Saucy silk handkerchief
This hanky is graphic in more ways than one. Like a piece of concrete poetry, verse describing an erotic encounter is laid out in the shape of a pair of breasts. The words are those of the French poet, Évariste de Parny, who is best known for a collection of love poems called Poésies érotiques (1778).
Prism of many colours
Early naturalists struggled to find an accurate way to measure colour when examining specimens. James Sowerby's solution was to create this prism. It provides a simple, reliable and easily replicated tool for identifying colours.
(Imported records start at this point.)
//! Environment-driven server configuration.

use std::net::{IpAddr, SocketAddr};
use std::str::FromStr;
use std::time::Duration;

use crate::storage::StorageConfig;
use crate::sync::{JoinPolicy, SyncServerConfig};

#[derive(Debug, Clone, PartialEq, Eq, thiserror::Error)]
pub enum ConfigError {
    #[error("Invalid value for {key}: {value:?}")]
    InvalidValue { key: &'static str, value: String },
}

/// Everything the server binary needs to start
#[derive(Debug, Clone)]
pub struct ServerConfig {
    pub host: IpAddr,
    pub port: u16,
    pub storage: StorageConfig,
    pub sync: SyncServerConfig,
}

impl Default for ServerConfig {
    fn default() -> Self {
        Self {
            host: IpAddr::from([0, 0, 0, 0]),
            port: 3000,
            storage: StorageConfig::default(),
            sync: SyncServerConfig::default().with_join_policy(JoinPolicy::RejectDuplicateNames),
        }
    }
}

impl ServerConfig {
    /// Read configuration from the process environment
    pub fn from_env() -> Result<Self, ConfigError> {
        Self::from_lookup(|key| std::env::var(key).ok())
    }

    /// Build configuration from any key lookup, falling back to defaults for absent keys
    pub fn from_lookup<F>(lookup: F) -> Result<Self, ConfigError>
    where
        F: Fn(&str) -> Option<String>,
    {
        let mut config = Self::default();

        if let Some(host) = parse::<IpAddr, _>(&lookup, "HOST")? {
            config.host = host;
        }
        if let Some(port) = parse::<u16, _>(&lookup, "PORT")? {
            config.port = port;
        }
        if let Some(path) = lookup("STORAGE_PATH") {
            config.storage.path = path;
        }
        if let Some(secs) = parse::<u64, _>(&lookup, "SAVE_INTERVAL_SECS")? {
            config.sync.save_interval = Duration::from_secs(secs.max(1));
        }
        if let Some(secs) = parse::<u64, _>(&lookup, "CLEANUP_INTERVAL_SECS")? {
            config.sync.cleanup_interval = Duration::from_secs(secs.max(1));
        }
        if let Some(secs) = parse::<u64, _>(&lookup, "SESSION_IDLE_SECS")? {
            config.sync.session_idle_timeout = Duration::from_secs(secs);
        }
        if let Some(capacity) = parse::<usize, _>(&lookup, "BROADCAST_CAPACITY")? {
            config.sync.broadcast_capacity = capacity;
        }
        if let Some(max) = parse::<usize, _>(&lookup, "MAX_PARTICIPANTS")? {
            config.sync.max_participants_per_session = max;
        }
        if let Some(unique) = parse::<bool, _>(&lookup, "UNIQUE_PARTICIPANT_NAMES")? {
            config.sync.join_policy = if unique {
                JoinPolicy::RejectDuplicateNames
            } else {
                JoinPolicy::AllowDuplicates
            };
        }

        Ok(config)
    }

    pub fn addr(&self) -> SocketAddr {
        SocketAddr::new(self.host, self.port)
    }
}

fn parse<T, F>(lookup: &F, key: &'static str) -> Result<Option<T>, ConfigError>
where
    T: FromStr,
    F: Fn(&str) -> Option<String>,
{
    match lookup(key) {
        None => Ok(None),
        Some(raw) => raw
            .trim()
            .parse::<T>()
            .map(Some)
            .map_err(|_| ConfigError::InvalidValue { key, value: raw }),
    }
}

#[cfg(test)]
mod tests {
    use super::*;
    use std::collections::HashMap;

    fn lookup(vars: &[(&str, &str)]) -> impl Fn(&str) -> Option<String> {
        let map: HashMap<String, String> = vars
            .iter()
            .map(|(k, v)| (k.to_string(), v.to_string()))
            .collect();
        move |key| map.get(key).cloned()
    }

    #[test]
    fn test_defaults() {
        let config = ServerConfig::from_lookup(lookup(&[])).unwrap();
        assert_eq!(config.addr().to_string(), "0.0.0.0:3000");
        assert_eq!(config.storage.path, "./data/codelive.sled");
        assert_eq!(config.sync.join_policy, JoinPolicy::RejectDuplicateNames);
        assert_eq!(config.sync.max_participants_per_session, 50);
        assert_eq!(config.sync.broadcast_capacity, 256);
    }

    #[test]
    fn test_overrides() {
        let config = ServerConfig::from_lookup(lookup(&[
            ("HOST", "127.0.0.1"),
            ("PORT", "8080"),
            ("STORAGE_PATH", "/var/lib/codelive"),
            ("SAVE_INTERVAL_SECS", "2"),
            ("SESSION_IDLE_SECS", "30"),
            ("UNIQUE_PARTICIPANT_NAMES", "false"),
            ("MAX_PARTICIPANTS", "4"),
        ]))
        .unwrap();

        assert_eq!(config.addr().to_string(), "127.0.0.1:8080");
        assert_eq!(config.storage.path, "/var/lib/codelive");
        assert_eq!(config.sync.save_interval, Duration::from_secs(2));
        assert_eq!(config.sync.session_idle_timeout, Duration::from_secs(30));
        assert_eq!(config.sync.join_policy, JoinPolicy::AllowDuplicates);
        assert_eq!(config.sync.max_participants_per_session, 4);
    }

    #[test]
    fn test_invalid_value() {
        let err = ServerConfig::from_lookup(lookup(&[("PORT", "http")])).unwrap_err();
        assert_eq!(
            err,
            ConfigError::InvalidValue {
                key: "PORT",
                value: "http".to_string()
            }
        );
    }
}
This evolutionary scheme appears in Charles Darwin's book, On the origin of species by means of natural selection, in a chapter called 'Laws of Variation'. Using a much more minimalist graphic approach in comparison to Haeckel below, Darwin's simple line diagram still has something of the tree about it.
Tree of life
From his book, Generelle Morphologie der Organismen, Ernst Haeckel's tree of life shows the evolution of different species. The chart is split into three main categories: Plantae, Protista and Animalia. But the fact they are all part of the same tree, branching off the same trunk, suggests that everything is ultimately connected.
Tableau of eyeballs
Showing a wide range of intricately coloured human irises, this table appeared on a fold-out plate at the back of Alphonse Bertillon's book, Identification anthropometrique: instructions signaletiques. A pioneer of forensic investigation, Bertillon was a French police officer who created a system for identifying criminals based on physical measurements.
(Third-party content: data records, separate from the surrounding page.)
//! Authoritative session state and the version-gated write path.
//!
//! Each session lives in its own [`SessionCell`] behind a short per-session
//! mutex, so writers of different sessions never contend. The only way to
//! change `code` collaboratively is [`SessionStore::try_apply`], which performs
//! a single compare-and-increment: the proposal is accepted only when its base
//! version equals the stored version, otherwise the caller gets the current
//! authoritative snapshot back.

use chrono::{DateTime, Utc};
use dashmap::DashMap;
use parking_lot::Mutex;
use serde::{Deserialize, Serialize};
use std::sync::atomic::{AtomicBool, Ordering};
use std::sync::Arc;
use std::time::{Duration, Instant};
use tracing::debug;

use super::protocol::{ConflictResponse, LanguageChanged};
use super::{ClientId, SessionId, SyncError, SyncResult};
use crate::language::Language;

/// The shared document of one interview session
#[derive(Debug, Clone, PartialEq, Eq, Serialize, Deserialize)]
#[serde(rename_all = "camelCase")]
pub struct Session {
    pub id: SessionId,
    pub title: String,
    pub language: Language,
    pub code: String,
    /// Starts at 0 and increases by exactly one per accepted write
    pub version: u64,
    /// Client that produced the current version, if any
    pub last_client_id: Option<ClientId>,
    pub created_at: DateTime<Utc>,
}

impl Session {
    pub fn new(title: impl Into<String>, language: Language) -> Self {
        Self {
            id: uuid::Uuid::new_v4().to_string(),
            title: title.into(),
            language,
            code: language.template().to_string(),
            version: 0,
            last_client_id: None,
            created_at: Utc::now(),
        }
    }
}

/// A proposed whole-document write
#[derive(Debug, Clone)]
pub struct EditProposal {
    pub code: String,
    pub base_version: u64,
    pub client_id: ClientId,
}

/// Result of a version-gated write
#[derive(Debug, Clone, PartialEq, Eq)]
pub enum WriteOutcome {
    /// The proposal was based on the current version and is now committed
    Accepted { version: u64 },
    /// The proposal was stale; carries the state stored at rejection time
    Conflict(ConflictResponse),
}

impl WriteOutcome {
    pub fn is_accepted(&self) -> bool {
        matches!(self, WriteOutcome::Accepted { .. })
    }
}

/// One session's mutable state and its bookkeeping flags
#[derive(Debug)]
pub struct SessionCell {
    state: Mutex<Session>,
    dirty: AtomicBool,
    /// Set under `state` once the cell has left the store; writers holding a
    /// stale handle must reload instead of committing into it
    evicted: AtomicBool,
    last_active: Mutex<Instant>,
}

impl SessionCell {
    fn new(session: Session) -> Self {
        Self {
            state: Mutex::new(session),
            dirty: AtomicBool::new(false),
            evicted: AtomicBool::new(false),
            last_active: Mutex::new(Instant::now()),
        }
    }

    fn is_evicted(&self) -> bool {
        self.evicted.load(Ordering::Acquire)
    }

    /// Copy of the current state
    pub fn snapshot(&self) -> Session {
        self.state.lock().clone()
    }

    fn mark_dirty(&self) {
        self.dirty.store(true, Ordering::Release);
        *self.last_active.lock() = Instant::now();
    }

    /// Check and clear the dirty flag
    fn take_dirty(&self) -> bool {
        self.dirty.swap(false, Ordering::AcqRel)
    }

    fn idle_for(&self) -> Duration {
        self.last_active.lock().elapsed()
    }
}

/// In-memory store of all loaded sessions, keyed by session id
#[derive(Debug, Default)]
pub struct SessionStore {
    sessions: DashMap<SessionId, Arc<SessionCell>>,
}

impl SessionStore {
    pub fn new() -> Self {
        Self::default()
    }

    /// Create a fresh session at version 0 seeded with the language template
    pub fn create(&self, title: impl Into<String>, language: Language) -> Session {
        let session = Session::new(title, language);
        self.insert(session.clone());
        session
    }

    /// Add a newly built session
    pub fn insert(&self, session: Session) {
        debug!(session_id = %session.id, "Session created in store");
        self.sessions
            .insert(session.id.clone(), Arc::new(SessionCell::new(session)));
    }

    /// Insert a session loaded from storage.
    ///
    /// Keeps the already-loaded copy if another caller won the race.
    pub fn restore(&self, session: Session) {
        self.sessions
            .entry(session.id.clone())
            .or_insert_with(|| Arc::new(SessionCell::new(session)));
    }

    pub fn contains(&self, session_id: &str) -> bool {
        self.sessions.contains_key(session_id)
    }

    pub fn len(&self) -> usize {
        self.sessions.len()
    }

    pub fn is_empty(&self) -> bool {
        self.sessions.is_empty()
    }

    /// Current state of a session
    pub fn get(&self, session_id: &str) -> SyncResult<Session> {
        Ok(self.cell(session_id)?.snapshot())
    }

    /// Version-gated whole-document write.
    ///
    /// `on_commit` runs inside the session's critical section right after an
    /// accepted write, so anything it publishes is ordered by version.
    pub fn try_apply<F>(
        &self,
        session_id: &str,
        proposal: EditProposal,
        on_commit: F,
    ) -> SyncResult<WriteOutcome>
    where
        F: FnOnce(&Session),
    {
        let cell = self.cell(session_id)?;
        let mut session = cell.state.lock();
        if cell.is_evicted() {
            return Err(SyncError::SessionNotFound(session_id.to_string()));
        }

        if session.version != proposal.base_version {
            debug!(
                session_id,
                base_version = proposal.base_version,
                current_version = session.version,
                "Rejecting stale write"
            );
            return Ok(WriteOutcome::Conflict(ConflictResponse {
                version: session.version,
                code: session.code.clone(),
            }));
        }

        session.code = proposal.code;
        session.version += 1;
        session.last_client_id = Some(proposal.client_id);
        cell.mark_dirty();
        on_commit(&session);

        Ok(WriteOutcome::Accepted {
            version: session.version,
        })
    }

    /// Administrative language switch.
    ///
    /// Bypasses the version check: the document is reset to the language
    /// template and the version is bumped unconditionally.
    pub fn set_language<F>(
        &self,
        session_id: &str,
        language: Language,
        client_id: Option<ClientId>,
        on_commit: F,
    ) -> SyncResult<LanguageChanged>
    where
        F: FnOnce(&Session),
    {
        let cell = self.cell(session_id)?;
        let mut session = cell.state.lock();
        if cell.is_evicted() {
            return Err(SyncError::SessionNotFound(session_id.to_string()));
        }

        session.language = language;
        session.code = language.template().to_string();
        session.version += 1;
        session.last_client_id = client_id;
        cell.mark_dirty();
        on_commit(&session);

        Ok(LanguageChanged {
            code: session.code.clone(),
            version: session.version,
        })
    }

    /// Snapshots of every session modified since the last call
    pub fn take_dirty(&self) -> Vec<Session> {
        self.cells()
            .into_iter()
            .filter(|cell| cell.take_dirty())
            .map(|cell| cell.snapshot())
            .collect()
    }

    /// Flag a session for the next save pass again (e.g. after a failed save)
    pub fn mark_dirty(&self, session_id: &str) {
        if let Some(cell) = self.sessions.get(session_id) {
            cell.mark_dirty();
        }
    }

    /// Ids of sessions untouched for longer than `max_idle`
    pub fn idle_sessions(&self, max_idle: Duration) -> Vec<SessionId> {
        self.sessions
            .iter()
            .filter(|entry| entry.value().idle_for() > max_idle)
            .map(|entry| entry.key().clone())
            .collect()
    }

    /// Drop a session from memory, returning its last state
    pub fn evict(&self, session_id: &str) -> Option<Session> {
        self.evict_with(session_id, |_| {})
    }

    /// Drop a session from memory.
    ///
    /// The cell is marked evicted and `persist` sees its final state before
    /// the map entry goes away, all under the session's lock. A write racing
    /// the eviction either lands in that final state or fails with
    /// [`SyncError::SessionNotFound`].
    pub fn evict_with<F>(&self, session_id: &str, persist: F) -> Option<Session>
    where
        F: FnOnce(&Session),
    {
        let cell = self.cell(session_id).ok()?;
        let session = cell.state.lock();
        if cell.is_evicted() {
            return None;
        }
        cell.evicted.store(true, Ordering::Release);
        persist(&session);
        self.sessions
            .remove_if(session_id, |_, current| Arc::ptr_eq(current, &cell));
        debug!(session_id, version = session.version, "Session evicted");
        Some(session.clone())
    }

    /// Ids of every loaded session
    pub fn session_ids(&self) -> Vec<SessionId> {
        self.sessions.iter().map(|entry| entry.key().clone()).collect()
    }

    // Clone the Arc out so the shard guard is released before the session lock is taken.
    fn cell(&self, session_id: &str) -> SyncResult<Arc<SessionCell>> {
        self.sessions
            .get(session_id)
            .map(|entry| entry.value().clone())
            .ok_or_else(|| SyncError::SessionNotFound(session_id.to_string()))
    }

    fn cells(&self) -> Vec<Arc<SessionCell>> {
        self.sessions.iter().map(|entry| entry.value().clone()).collect()
    }
}
//! Cancelable trailing-edge debounce timer.

use futures_util::future::BoxFuture;
use parking_lot::Mutex;
use std::future::Future;
use std::sync::Arc;
use std::time::Duration;
use tokio::task::JoinHandle;
use tracing::trace;

type Action<T> = Arc<dyn Fn(T) -> BoxFuture<'static, ()> + Send + Sync>;

/// Runs `action` with the most recent value once no new value has been
/// pushed for `delay`.
///
/// Every push restarts the timer and replaces the buffered value. When the
/// timer fires the action is spawned as its own task, so a later push or
/// [`cancel`](Debouncer::cancel) never aborts an action already running.
pub struct Debouncer<T> {
    label: &'static str,
    delay: Duration,
    action: Action<T>,
    timer: Mutex<Option<JoinHandle<()>>>,
}

impl<T: Send + 'static> Debouncer<T> {
    pub fn new<F, Fut>(label: &'static str, delay: Duration, action: F) -> Self
    where
        F: Fn(T) -> Fut + Send + Sync + 'static,
        Fut: Future<Output = ()> + Send + 'static,
    {
        Self {
            label,
            delay,
            action: Arc::new(move |value| Box::pin(action(value))),
            timer: Mutex::new(None),
        }
    }

    pub fn delay(&self) -> Duration {
        self.delay
    }

    /// Buffer `value` and restart the timer
    pub fn push(&self, value: T) {
        let action = self.action.clone();
        let delay = self.delay;
        let label = self.label;

        let handle = tokio::spawn(async move {
            tokio::time::sleep(delay).await;
            trace!(debouncer = label, "Debounce fired");
            tokio::spawn(action(value));
        });

        if let Some(previous) = self.timer.lock().replace(handle) {
            previous.abort();
        }
    }

    /// Drop the buffered value. Returns whether a timer was still pending.
    pub fn cancel(&self) -> bool {
        match self.timer.lock().take() {
            Some(handle) => {
                let pending = !handle.is_finished();
                handle.abort();
                pending
            }
            None => false,
        }
    }

    pub fn is_pending(&self) -> bool {
        self.timer
            .lock()
            .as_ref()
            .map(|handle| !handle.is_finished())
            .unwrap_or(false)
    }
}

impl<T> Drop for Debouncer<T> {
    fn drop(&mut self) {
        if let Some(handle) = self.timer.get_mut().take() {
            handle.abort();
        }
    }
}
Facial and cranial contours chart
This diagram appears in the 34th annual report made by the Medical Officer of Health for Willesden in north west London. The report aims to describe "the vital statistics and sanitary condition of the urban district of Willesden for the year 1909", and this chart classifies people into "racial types" by the shape of their head. It's the work of Dr. Thomas Smurthwaite, a local man who the Medical Officer of Health for Willesden says has carried out a series of "anthropological investigations".